EU fines bathroom suppliers for fixing prices, Ideal Standard to pay $400 million

By Aoife White, AP
Wednesday, June 23, 2010

EU fines Ideal Standard $400M for price-fixing

BRUSSELS — The European Union has fined bathroom supplier Ideal Standard €326 million ($400 million) for secret deals with 16 other companies to fix prices for sinks, baths, taps and fittings in six European countries.

The EU’s executive commission said Wednesday that the cartel “harmed businesses such as builders and plumbers and ultimately, a large number of families” in Germany, Austria, Italy, Belgium, France and the Netherlands.

The EU says seventeen bathroom suppliers coordinated sales prices from 1992 to 2004 in hundreds of meetings of a trade association and in individual contacts between companies.
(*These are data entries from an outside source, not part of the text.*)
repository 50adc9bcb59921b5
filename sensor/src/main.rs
mod host;

#[tokio::main]
async fn main() -> anyhow::Result<()> {
    host::run().await
}
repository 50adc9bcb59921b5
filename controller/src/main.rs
mod hardware;
mod host;

#[tokio::main]
async fn main() -> anyhow::Result<()> {
    host::run().await
}
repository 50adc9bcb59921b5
use crate::{
    arbiter::{self, Reading},
    burn::BurnAccountant,
    config::{PersistedSettings, Setting, SettingsUpdate, ThermostatConfig},
    error::RangeError,
    fallback::{self, AloneWindows, FallbackCommand},
    hysteresis::{DwellGuards, HysteresisController},
    range::{self, RangeRequestTimer},
    types::{
        format_burn_time, BurnCounters, CalendarDate, ControlMode, ControllerStatePayload,
        ControllerStatus, Cycle, RangeBound, RemoteTemperature, TemperatureRange,
        TemperatureSource,
    },
};

#[derive(Debug, Clone, PartialEq)]
pub enum EngineAction {
    SetActuator(bool),
    Persist(Setting),
    RangeChanged(RangeBound, i32),
    SourceChanged(TemperatureSource),
    RequestRange,
}

/// Collaborator readings, sampled once per tick.
#[derive(Debug, Clone, Copy, PartialEq)]
pub struct TickInputs {
    pub now_ms: u64,
    pub actuator_on: bool,
    pub local_temp: Option<f32>,
    pub date: Option<CalendarDate>,
    pub bus_connected: bool,
}

#[derive(Debug, Clone)]
pub struct ThermostatEngine {
    pub config: ThermostatConfig,
    settings: PersistedSettings,

    remote: RemoteTemperature,
    source: TemperatureSource,
    last_temperature: Option<f32>,

    hysteresis: HysteresisController,
    burn: BurnAccountant,
    range_requests: RangeRequestTimer,

    last_evaluation_ms: Option<u64>,
    // State the engine last drove the actuator to; a mismatch means an outside writer.
    commanded: Option<bool>,
}
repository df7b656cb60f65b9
//! Orchestration: retrieve wide, rerank to narrow, generate.

use std::{env, sync::Arc};

use tracing::info;

use crate::{
    error::QaError,
    generate::AnswerGenerator,
    rerank::BatchReranker,
    retriever::CandidateRetriever,
    traits::{ChunkSearch, TextCompletion},
};

/// Pipeline knobs.
#[derive(Clone, Copy, Debug)]
pub struct QaConfig {
    /// Candidate count for the wide retrieval pass.
    pub wide_k: u64,
    /// Chunks kept for the answer context.
    pub context_k: usize,
}

impl Default for QaConfig {
    fn default() -> Self {
        Self {
            wide_k: 10,
            context_k: 4,
        }
    }
}

impl QaConfig {
    /// Reads overrides from `RAG_WIDE_K` / `RAG_CONTEXT_K`, keeping the
    /// defaults for unset or unparsable values.
    pub fn from_env() -> Self {
        let d = Self::default();
        Self {
            wide_k: env_parse("RAG_WIDE_K").unwrap_or(d.wide_k),
            context_k: env_parse("RAG_CONTEXT_K").unwrap_or(d.context_k),
        }
    }
}

fn env_parse<T: std::str::FromStr>(name: &str) -> Option<T> {
    env::var(name).ok().and_then(|v| v.trim().parse().ok())
}

/// The question-answering pipeline.
///
/// Stateless across calls; collaborators are shared read-only handles, so
/// one pipeline value serves any number of concurrent questions.
pub struct QaPipeline {
    retriever: CandidateRetriever,
    reranker: BatchReranker,
    generator: AnswerGenerator,
    cfg: QaConfig,
}

impl QaPipeline {
    pub fn new(search: Arc<dyn ChunkSearch>, llm: Arc<dyn TextCompletion>, cfg: QaConfig) -> Self {
        Self {
            retriever: CandidateRetriever::new(search),
            reranker: BatchReranker::new(llm.clone()),
            generator: AnswerGenerator::new(llm),
            cfg,
        }
    }

    /// Answers a question from the indexed documents.
    ///
    /// With `use_reranking` the pipeline retrieves `wide_k` candidates and
    /// narrows them to `context_k` via the batch reranker; without it, it
    /// retrieves `context_k` directly.
    ///
    /// # Errors
    /// `QaError::Retrieval` or `QaError::Generation`; rerank failures
    /// degrade silently to similarity order.
    pub async fn ask(&self, question: &str, use_reranking: bool) -> Result<String, QaError> {
        info!("ask: reranking={use_reranking}");

        let context_chunks = if use_reranking {
            let wide = self.retriever.retrieve(question, self.cfg.wide_k).await?;
            self.reranker
                .rerank(question, wide, self.cfg.context_k)
                .await
        } else {
            self.retriever
                .retrieve(question, self.cfg.context_k as u64)
                .await?
        };

        self.generator.answer(question, &context_chunks).await
    }
}

#[cfg(test)]
mod tests {
    use std::{future::Future, pin::Pin, sync::Mutex};

    use chunk_store::{Chunk, StoreError};
    use llm_gateway::LlmError;

    use super::*;

    fn chunk(content: &str, source: &str) -> Chunk {
        Chunk {
            content: content.to_string(),
            source: source.to_string(),
            page: None,
        }
    }

    /// Search double that records every requested `k`.
    struct RecordingSearch {
        chunks: Vec<Chunk>,
        requested: Mutex<Vec<u64>>,
        fail: bool,
    }

    impl RecordingSearch {
        fn with(chunks: Vec<Chunk>) -> Self {
            Self {
                chunks,
                requested: Mutex::new(Vec::new()),
                fail: false,
            }
        }

        fn failing() -> Self {
            Self {
                chunks: Vec::new(),
                requested: Mutex::new(Vec::new()),
                fail: true,
            }
        }
    }

    impl ChunkSearch for RecordingSearch {
        fn search<'a>(
            &'a self,
            _query: &'a str,
            k: u64,
        ) -> Pin<Box<dyn Future<Output = Result<Vec<Chunk>, StoreError>> + Send + 'a>> {
            self.requested.lock().unwrap().push(k);
            let out = if self.fail {
                Err(StoreError::Qdrant("connection refused".into()))
            } else {
                Ok(self.chunks.iter().take(k as usize).cloned().collect())
            };
            Box::pin(async move { out })
        }
    }

    /// Completion double that answers the rerank prompt with a fixed id list
    /// and echoes the context back for the answer prompt, so tests can see
    /// exactly which chunks reached generation.
    struct ScriptedLlm {
        rerank_reply: String,
        calls: Mutex<Vec<String>>,
    }

    impl ScriptedLlm {
        fn new(rerank_reply: &str) -> Self {
            Self {
                rerank_reply: rerank_reply.to_string(),
                calls: Mutex::new(Vec::new()),
            }
        }
    }

    impl TextCompletion for ScriptedLlm {
        fn complete<'a>(
            &'a self,
            prompt: &'a str,
            system: Option<&'a str>,
        ) -> Pin<Box<dyn Future<Output = Result<String, LlmError>> + Send + 'a>> {
            self.calls.lock().unwrap().push(prompt.to_string());
            // The rerank prompt carries no system instruction.
            let out = if system.is_none() {
                self.rerank_reply.clone()
            } else {
                format!("ANSWER<{prompt}>")
            };
            Box::pin(async move { Ok(out) })
        }
    }

    fn corpus() -> Vec<Chunk> {
        (0..10)
            .map(|i| chunk(&format!("artigo {i}"), if i % 2 == 0 { "cdc" } else { "lgpd" }))
            .collect()
    }

    #[tokio::test]
    async fn reranking_path_widens_then_narrows() {
        let search = Arc::new(RecordingSearch::with(corpus()));
        let llm = Arc::new(ScriptedLlm::new("7, 3, 0, 5"));
        let pipeline = QaPipeline::new(search.clone(), llm.clone(), QaConfig::default());

        let answer = pipeline.ask("qual o prazo?", true).await.unwrap();

        assert_eq!(*search.requested.lock().unwrap(), vec![10]);
        // Context must hold the reranked chunks, in rerank order.
        assert!(answer.contains("[LGPD]: artigo 7\n\n[LGPD]: artigo 3\n\n[CDC]: artigo 0\n\n[LGPD]: artigo 5"));
        // Two model calls: rerank then answer.
        assert_eq!(llm.calls.lock().unwrap().len(), 2);
    }

    #[tokio::test]
    async fn non_reranking_path_retrieves_narrow() {
        let search = Arc::new(RecordingSearch::with(corpus()));
        let llm = Arc::new(ScriptedLlm::new("irrelevante"));
        let pipeline = QaPipeline::new(search.clone(), llm.clone(), QaConfig::default());

        let answer = pipeline.ask("qual o prazo?", false).await.unwrap();

        assert_eq!(*search.requested.lock().unwrap(), vec![4]);
        assert!(answer.contains("[CDC]: artigo 0"));
        assert!(answer.contains("artigo 3"));
        assert!(!answer.contains("artigo 4"));
        // Only the answer call, no rerank call.
        assert_eq!(llm.calls.lock().unwrap().len(), 1);
    }

    #[tokio::test]
    async fn retrieval_failure_surfaces_as_qa_error() {
        let pipeline = QaPipeline::new(
            Arc::new(RecordingSearch::failing()),
            Arc::new(ScriptedLlm::new("0")),
            QaConfig::default(),
        );
        let err = pipeline.ask("pergunta", true).await.unwrap_err();
        assert!(matches!(err, QaError::Retrieval(_)));
    }

    #[tokio::test]
    async fn empty_index_still_reaches_generation() {
        let search = Arc::new(RecordingSearch::with(Vec::new()));
        let llm = Arc::new(ScriptedLlm::new("0"));
        let pipeline = QaPipeline::new(search, llm.clone(), QaConfig::default());

        let answer = pipeline.ask("pergunta", true).await.unwrap();

        // Rerank is skipped on zero candidates; generation still runs with
        // an empty context block.
        assert_eq!(llm.calls.lock().unwrap().len(), 1);
        assert!(answer.contains("Contexto:\n\n"));
    }

    /// Completion double that behaves like a grounded model: it picks the
    /// best candidate for the rerank call and answers from the context,
    /// refusing when the context holds nothing about the question.
    struct GroundedLlm;

    impl TextCompletion for GroundedLlm {
        fn complete<'a>(
            &'a self,
            prompt: &'a str,
            system: Option<&'a str>,
        ) -> Pin<Box<dyn Future<Output = Result<String, LlmError>> + Send + 'a>> {
            let out = if system.is_none() {
                // Rerank call: prefer the withdrawal-right chunk when present.
                if prompt.contains("direito de arrependimento") {
                    "1, 0".to_string()
                } else {
                    "0".to_string()
                }
            } else if prompt.contains("[CDC]: Art. 49") {
                "Segundo o CDC, o consumidor pode desistir do contrato em 7 dias.".to_string()
            } else {
                "Desculpe, não possui informações suficientes no contexto.".to_string()
            };
            Box::pin(async move { Ok(out) })
        }
    }

    #[tokio::test]
    async fn grounded_question_is_answered_from_the_law() {
        let search = Arc::new(RecordingSearch::with(vec![
            chunk("Art. 5º Todos são iguais perante a lei", "cdc"),
            chunk(
                "Art. 49. O consumidor pode desistir do contrato, direito de arrependimento",
                "cdc",
            ),
        ]));
        let pipeline = QaPipeline::new(search, Arc::new(GroundedLlm), QaConfig::default());

        let answer = pipeline
            .ask("qual o prazo de arrependimento?", true)
            .await
            .unwrap();

        assert!(answer.contains("CDC"));
        assert!(answer.contains("consumidor"));
    }

    #[tokio::test]
    async fn out_of_context_question_gets_the_refusal_phrase() {
        let search = Arc::new(RecordingSearch::with(vec![chunk(
            "Art. 5º Todos são iguais perante a lei",
            "cdc",
        )]));
        let pipeline = QaPipeline::new(search, Arc::new(GroundedLlm), QaConfig::default());

        let answer = pipeline
            .ask("qual a capital da França?", true)
            .await
            .unwrap();

        assert!(answer.contains("não possui informações suficientes"));
    }

    #[test]
    fn config_env_overrides_apply_and_fall_back_on_junk() {
        // set_var is process-global; no other test reads these variables.
        unsafe {
            std::env::set_var("RAG_WIDE_K", "25");
            std::env::set_var("RAG_CONTEXT_K", "banana");
        }
        let cfg = QaConfig::from_env();
        unsafe {
            std::env::remove_var("RAG_WIDE_K");
            std::env::remove_var("RAG_CONTEXT_K");
        }

        assert_eq!(cfg.wide_k, 25);
        // Unparsable override keeps the default.
        assert_eq!(cfg.context_k, 4);

        let defaults = QaConfig::from_env();
        assert_eq!(defaults.wide_k, 10);
        assert_eq!(defaults.context_k, 4);
    }
}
They agreed to fix price increases, minimum prices and rebates.

Ideal Standard International Group says it is “shielded from financial exposure” because of an agreement with Wabco Holdings Inc. that it would be liable for the fine after Ideal took over the European bath and kitchen business of Wabco’s former parent company, the American Standard Group, in November 2007.

Wabco, based in Piscataway, New Jersey, said it can pay the fine using its existing cash balances but that it considered it excessive.
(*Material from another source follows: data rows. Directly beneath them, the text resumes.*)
//! Embedding abstraction.

use crate::errors::StoreError;
use std::{future::Future, pin::Pin};

/// Asynchronous embedding provider.
///
/// Async is required because real providers (Ollama, OpenAI, etc.) perform
/// HTTP requests. The boxed-future form keeps the trait object-safe so test
/// doubles and runtime backends are interchangeable.
pub trait EmbeddingsProvider: Send + Sync {
    /// Produces an embedding vector for the given text.
    fn embed<'a>(
        &'a self,
        text: &'a str,
    ) -> Pin<Box<dyn Future<Output = Result<Vec<f32>, StoreError>> + Send + 'a>>;
}

pub mod noop_embedder;
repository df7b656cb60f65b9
//! Shared gateway with two active profiles: `generation` and `embedding`.
//!
//! - Lives in the application's Tokio runtime.
//! - Construct once, wrap in `Arc`, and hand clones to dependents.
//! - Caches underlying HTTP clients per config (endpoint+model+key+timeout),
//!   so calls never rebuild a `reqwest::Client`.

use std::{
    collections::HashMap,
    hash::{Hash, Hasher},
    sync::Arc,
};

use tokio::sync::RwLock;

use crate::{
    config::{
        default_config::{config_embedding, config_generation},
        llm_model_config::LlmModelConfig,
        llm_provider::LlmProvider,
    },
    error_handler::LlmError,
    services::{ollama_service::OllamaService, open_ai_service::OpenAiService},
};

/// Gateway facade over the two logical model roles.
pub struct LlmProfiles {
    generation: LlmModelConfig,
    embedding: LlmModelConfig,

    ollama: RwLock<HashMap<ClientKey, Arc<OllamaService>>>,
    openai: RwLock<HashMap<ClientKey, Arc<OpenAiService>>>,
}

impl LlmProfiles {
    /// Creates the gateway from explicit configs.
    pub fn new(generation: LlmModelConfig, embedding: LlmModelConfig) -> Self {
        Self {
            generation,
            embedding,
            ollama: RwLock::new(HashMap::new()),
            openai: RwLock::new(HashMap::new()),
        }
    }

    /// Creates the gateway from environment variables.
    ///
    /// # Errors
    /// Propagates [`LlmError::Config`] for missing/invalid variables.
    pub fn from_env() -> Result<Self, LlmError> {
        Ok(Self::new(config_generation()?, config_embedding()?))
    }

    /// Generates text with the **generation** profile.
    ///
    /// # Errors
    /// Returns [`LlmError`] if the provider call fails.
    pub async fn generate(&self, prompt: &str, system: Option<&str>) -> Result<String, LlmError> {
        match self.generation.provider {
            LlmProvider::Ollama => {
                let cli = self.get_or_init_ollama(&self.generation).await?;
                cli.generate(prompt, system).await
            }
            LlmProvider::OpenAi => {
                let cli = self.get_or_init_openai(&self.generation).await?;
                cli.generate(prompt, system).await
            }
        }
    }

    /// Computes an embedding with the **embedding** profile.
    ///
    /// # Errors
    /// Returns [`LlmError`] if the provider call fails.
    pub async fn embed(&self, input: &str) -> Result<Vec<f32>, LlmError> {
        match self.embedding.provider {
            LlmProvider::Ollama => {
                let cli = self.get_or_init_ollama(&self.embedding).await?;
                cli.embeddings(input).await
            }
            LlmProvider::OpenAi => {
                let cli = self.get_or_init_openai(&self.embedding).await?;
                cli.embeddings(input).await
            }
        }
    }

    /// References to the current profiles `(generation, embedding)`.
    pub fn profiles(&self) -> (&LlmModelConfig, &LlmModelConfig) {
        (&self.generation, &self.embedding)
    }

    /* --------------------- Internals --------------------- */

    async fn get_or_init_ollama(
        &self,
        cfg: &LlmModelConfig,
    ) -> Result<Arc<OllamaService>, LlmError> {
        let key = ClientKey::from(cfg);
        if let Some(cli) = self.ollama.read().await.get(&key).cloned() {
            return Ok(cli);
        }
        let mut w = self.ollama.write().await;
        if let Some(cli) = w.get(&key).cloned() {
            return Ok(cli);
        }
        let cli = Arc::new(OllamaService::new(cfg.clone())?);
        w.insert(key, cli.clone());
        Ok(cli)
    }

    async fn get_or_init_openai(
        &self,
        cfg: &LlmModelConfig,
    ) -> Result<Arc<OpenAiService>, LlmError> {
        let key = ClientKey::from(cfg);
        if let Some(cli) = self.openai.read().await.get(&key).cloned() {
            return Ok(cli);
        }
        let mut w = self.openai.write().await;
        if let Some(cli) = w.get(&key).cloned() {
            return Ok(cli);
        }
        let cli = Arc::new(OpenAiService::new(cfg.clone())?);
        w.insert(key, cli.clone());
        Ok(cli)
    }
}

/// Cache key identifying a unique client configuration.
#[derive(Clone, PartialEq, Eq)]
struct ClientKey {
    provider: LlmProvider,
    endpoint: String,
    model: String,
    api_key: Option<String>,
    timeout: Option<u64>,
}

impl From<&LlmModelConfig> for ClientKey {
    fn from(cfg: &LlmModelConfig) -> Self {
        Self {
            provider: cfg.provider,
            endpoint: cfg.endpoint.clone(),
            model: cfg.model.clone(),
            api_key: cfg.api_key.clone(),
            timeout: cfg.timeout_secs,
        }
    }
}

impl Hash for ClientKey {
    fn hash<H: Hasher>(&self, state: &mut H) {
        self.provider.hash(state);
        self.endpoint.hash(state);
        self.model.hash(state);
        self.api_key.hash(state);
        self.timeout.hash(state);
    }
}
“We also believe that we have strong grounds to appeal,” it said in a statement.

Also fined were Germany’s Villeroy & Boch which must pay €71.5 million, Finland’s Sanitec which was ordered to hand over €57 million and Grohe with a fine of €54.8 million, levying a total of €622 million on all the companies involved.

Villeroy & Boch said it would “probably appeal.” Sanitec said it was also weighing up a court challenge. Grohe said the size of the fine “will likely negatively impact anticipated investment decisions” and that it would review its options, including an appeal.

U.S.-based Masco Corp. — headquartered in Taylor, Michigan — won immunity for blowing the whistle on the others.

EU Competition Commissioner Joaquin Almunia said regulators had reduced the fines for five of the companies because they argued that high financial penalties could force them to collapse. He said the companies had asked the EU not to name them for seeking a discount.

“Those companies should not be made bankrupt because of the commission’s fine,” he said. “Our objective with the enforcement of competition rules is not to increase the number of bankruptcies in our economy.”

Three had their fines halved and two won a 25 percent reduction after EU officials checked their recent financial statements, current trading information and future projections.

Another five asked for reductions but did not get them, Almunia said. He told a European Parliament committee on Tuesday that the economic downturn has caused more companies to seek fine reductions.

EU fines can go as high as 10 percent of yearly global revenue for each year the companies broke the law — which can often rack up to hundreds of millions of euros.